//! Database access layer

pub mod candidate_repo;

pub use candidate_repo::PgCandidateStore;
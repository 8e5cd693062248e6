//! Observability metrics for square-service

use actix_web::HttpResponse;
use lazy_static::lazy_static;
use prometheus::{
    register_histogram, register_int_counter_vec, Encoder, Histogram, IntCounterVec, TextEncoder,
};
use tracing::error;

lazy_static! {
    /// Total stream requests segmented by outcome (page, empty, limit_reached).
    pub static ref STREAM_REQUEST_TOTAL: IntCounterVec = register_int_counter_vec!(
        "square_stream_request_total",
        "Total stream requests segmented by outcome",
        &["outcome"]
    )
    .expect("failed to register square_stream_request_total");

    /// Number of items emitted per assembled page, seed included.
    pub static ref STREAM_PAGE_SIZE: Histogram = register_histogram!(
        "square_stream_page_size",
        "Items emitted per assembled stream page",
        vec![0.0, 1.0, 2.0, 3.0, 4.0, 5.0, 6.0]
    )
    .expect("failed to register square_stream_page_size");

    /// Items contributed per tier across all page assemblies.
    pub static ref STREAM_TIER_ITEMS: IntCounterVec = register_int_counter_vec!(
        "square_stream_tier_items_total",
        "Items contributed to stream pages segmented by tier",
        &["tier"]
    )
    .expect("failed to register square_stream_tier_items_total");
}

/// Prometheus text exposition handler for `GET /metrics`.
pub async fn export() -> HttpResponse {
    let encoder = TextEncoder::new();
    let metric_families = prometheus::gather();
    let mut buffer = Vec::new();
    if let Err(e) = encoder.encode(&metric_families, &mut buffer) {
        error!("Failed to encode metrics: {}", e);
        return HttpResponse::InternalServerError().finish();
    }
    HttpResponse::Ok()
        .content_type(prometheus::TEXT_FORMAT)
        .body(buffer)
}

◇ ◇ ◇

HOW TO COMPLETE THIS TASK: Going through the records, say how many lines hold the string "IntCounterVec". Only the number should be given.

FINISHED EXERCISE: 3